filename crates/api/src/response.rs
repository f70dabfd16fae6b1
//! Shared response envelope types for API handlers.
//!
//! All API responses use a `{ "data": ... }` envelope. Use [`DataResponse`]
//! instead of ad-hoc `serde_json::json!({ "data": ... })` to get
//! compile-time type safety and consistent serialization.

use serde::Serialize;

/// Standard `{ "data": T }` response envelope.
#[derive(Debug, Serialize)]
pub struct DataResponse<T: Serialize> {
    pub data: T,
}
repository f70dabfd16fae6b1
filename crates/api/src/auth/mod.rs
//! Session-token validation at the identity boundary.
//!
//! Token *issuance* belongs to the external identity provider; this service
//! only validates the HS256 tokens it receives on editing and listing
//! routes. The respond routes are intentionally public.

pub mod jwt;
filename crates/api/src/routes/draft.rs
//! Route definitions for the draft-autosave slot, mounted at `/draft`.

use axum::routing::get;
use axum::Router;

use crate::handlers::draft;
use crate::state::AppState;

/// ```text
/// GET    /  -> get_draft
/// PUT    /  -> save_draft
/// DELETE /  -> clear_draft
/// ```
pub fn router() -> Router<AppState> {
    Router::new().route(
        "/",
        get(draft::get_draft)
            .put(draft::save_draft)
            .delete(draft::clear_draft),
    )
}
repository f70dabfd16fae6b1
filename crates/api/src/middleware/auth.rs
//! JWT-based authentication extractor for Axum handlers.

use axum::extract::FromRequestParts;
use axum::http::request::Parts;
use formforge_core::error::CoreError;

use crate::auth::jwt::validate_token;
use crate::error::AppError;
use crate::state::AppState;

/// Authenticated session extracted from a JWT Bearer token in the
/// `Authorization` header.
///
/// Use this as an extractor parameter in any handler that requires an
/// authenticated owner session:
///
/// ```ignore
/// async fn my_handler(user: AuthUser) -> AppResult<Json<()>> {
///     tracing::info!(subject = %user.subject, "handling request");
///     Ok(Json(()))
/// }
/// ```
#[derive(Debug, Clone)]
pub struct AuthUser {
    /// The identity provider's subject id (from `claims.sub`).
    pub subject: String,
}

impl FromRequestParts<AppState> for AuthUser {
    type Rejection = AppError;

    async fn from_request_parts(
        parts: &mut Parts,
        state: &AppState,
    ) -> Result<Self, Self::Rejection> {
        let auth_header = parts
            .headers
            .get("authorization")
            .and_then(|v| v.to_str().ok())
            .ok_or_else(|| {
                AppError::Core(CoreError::Unauthorized(
                    "Missing Authorization header".into(),
                ))
            })?;

        let token = auth_header.strip_prefix("Bearer ").ok_or_else(|| {
            AppError::Core(CoreError::Unauthorized(
                "Invalid Authorization format. Expected: Bearer <token>".into(),
            ))
        })?;

        let claims = validate_token(token, &state.config.jwt).map_err(|_| {
            AppError::Core(CoreError::Unauthorized("Invalid or expired token".into()))
        })?;

        Ok(AuthUser {
            subject: claims.sub,
        })
    }
}
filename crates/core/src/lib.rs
//! Domain model for the formforge form builder.
//!
//! Everything in this crate is pure, synchronous state: the typed question
//! list and its mutation operations, form/theme entities and their publish
//! lifecycle, the editor session state machine, and respondent answer
//! collection. Persistence lives in `formforge-store`; HTTP in
//! `formforge-api`.

pub mod editor;
pub mod error;
pub mod form;
pub mod question;
pub mod respond;
pub mod theme;
pub mod types;
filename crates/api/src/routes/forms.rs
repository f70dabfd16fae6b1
//! Route definitions for the saved-forms collection, mounted at `/forms`.

use axum::routing::{get, post};
use axum::Router;

use crate::handlers::forms;
use crate::state::AppState;

/// ```text
/// GET    /               -> list_forms
/// POST   /               -> save_form
/// GET    /{id}           -> get_form
/// DELETE /{id}           -> delete_form
/// POST   /{id}/publish   -> publish_form
/// GET    /{id}/link      -> copy_link
/// ```
pub fn router() -> Router<AppState> {
    Router::new()
        .route("/", get(forms::list_forms).post(forms::save_form))
        .route("/{id}", get(forms::get_form).delete(forms::delete_form))
        .route("/{id}/publish", post(forms::publish_form))
        .route("/{id}/link", get(forms::copy_link))
}
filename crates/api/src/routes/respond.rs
//! Route definitions for the public respondent surface, mounted at
//! `/respond`. No authentication: the shareable link is the only handle a
//! respondent holds.

use axum::routing::get;
use axum::Router;

use crate::handlers::respond;
use crate::state::AppState;

/// ```text
/// GET  /{id}  -> get_published_form
/// POST /{id}  -> submit_responses
/// ```
pub fn router() -> Router<AppState> {
    Router::new().route(
        "/{id}",
        get(respond::get_published_form).post(respond::submit_responses),
    )
}
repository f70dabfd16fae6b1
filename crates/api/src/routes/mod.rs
pub mod draft;
pub mod forms;
pub mod health;
pub mod meta;
pub mod respond;
pub mod responses;

use axum::Router;

use crate::state::AppState;

/// Build the `/api/v1` route tree.
///
/// Route hierarchy:
///
/// ```text
/// /forms                      list (GET, ?search=&page=), save (POST)
/// /forms/{id}                 get editable copy (GET), delete (DELETE)
/// /forms/{id}/publish         validate and publish snapshot (POST)
/// /forms/{id}/link            shareable link of current snapshot (GET)
///
/// /respond/{id}               published snapshot for answering (GET, public)
/// /respond/{id}               submit a response (POST, public)
///
/// /responses/{id}             collected responses, rendered (GET)
///
/// /draft                      autosaved idless draft (GET, PUT, DELETE)
///
/// /meta                       question-type and theme catalogs (GET)
/// ```
pub fn api_routes() -> Router<AppState> {
    Router::new()
        // Saved-forms collection: listing, editing lifecycle, publishing.
        .nest("/forms", forms::router())
        // Static editor catalogs (question types, themes).
        .nest("/meta", meta::router())
        // Public respondent surface, addressed by form id.
        .nest("/respond", respond::router())
        // Responses viewer (read-only).
        .nest("/responses", responses::router())
        // Draft-autosave slot for new editor sessions.
        .nest("/draft", draft::router())
}
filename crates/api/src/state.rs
use std::sync::Arc;

use formforge_store::Storage;

use crate::config::ServerConfig;

/// Shared application state available to all Axum handlers via
/// `State<AppState>`.
///
/// This is cheaply cloneable (inner data is behind `Arc`).
#[derive(Clone)]
pub struct AppState {
    /// The injected persistence adapter. Production uses the on-disk
    /// backend; tests swap in the in-memory one.
    pub storage: Arc<dyn Storage>,
    /// Server configuration (base URL, timeouts, JWT secret).
    pub config: Arc<ServerConfig>,
}
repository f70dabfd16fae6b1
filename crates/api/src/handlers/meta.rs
//! Handler for the editor catalog: the question types and themes the
//! editor's pickers offer. Static data, but served so clients never
//! hardcode the closed sets.

use axum::Json;
use serde::Serialize;

use formforge_core::question::QuestionType;
use formforge_core::theme::{Theme, ThemeTokens};

use crate::middleware::auth::AuthUser;
use crate::response::DataResponse;

/// One selectable theme, with the label and style tokens a picker renders.
#[derive(Debug, Serialize)]
pub struct ThemeEntry {
    pub id: Theme,
    pub label: &'static str,
    pub tokens: ThemeTokens,
}

/// The static catalogs backing the editor's pickers.
#[derive(Debug, Serialize)]
pub struct EditorCatalog {
    pub question_types: Vec<QuestionType>,
    pub themes: Vec<ThemeEntry>,
}

/// GET /api/v1/meta
///
/// The question-type and theme catalogs, in display order.
pub async fn get_catalog(_user: AuthUser) -> Json<DataResponse<EditorCatalog>> {
    let themes = Theme::ALL
        .iter()
        .map(|theme| ThemeEntry {
            id: *theme,
            label: theme.label(),
            tokens: theme.tokens(),
        })
        .collect();

    Json(DataResponse {
        data: EditorCatalog {
            question_types: QuestionType::ALL.to_vec(),
            themes,
        },
    })
}
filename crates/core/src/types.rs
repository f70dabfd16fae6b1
//! Shared identifier and timestamp types.

/// Identifier of a saved or published form.
pub type FormId = uuid::Uuid;

/// Identifier of a question inside a form. Stable for the question's
/// lifetime; used as the reorder key and as the response-record key.
pub type QuestionId = uuid::Uuid;

/// All timestamps are UTC.
pub type Timestamp = chrono::DateTime<chrono::Utc>;

/// Generate a fresh random identifier.
///
/// Random UUIDs rather than timestamps, so two entities created in the same
/// instant can never collide.
pub fn new_id() -> uuid::Uuid {
    uuid::Uuid::new_v4()
}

-- What to produce --
Repeat exactly the lines above, starting with the first line of the records and finishing with the line holding "and consistent serialization.". Add no other line.

-- Solution to this problem --
filename crates/api/src/response.rs
repository f70dabfd16fae6b1
//! Shared response envelope types for API handlers.
//!
//! All API responses use a `{ "data": ... }` envelope. Use [`DataResponse`]
//! instead of ad-hoc `serde_json::json!({ "data": ... })` to get
//! compile-time type safety and consistent serialization.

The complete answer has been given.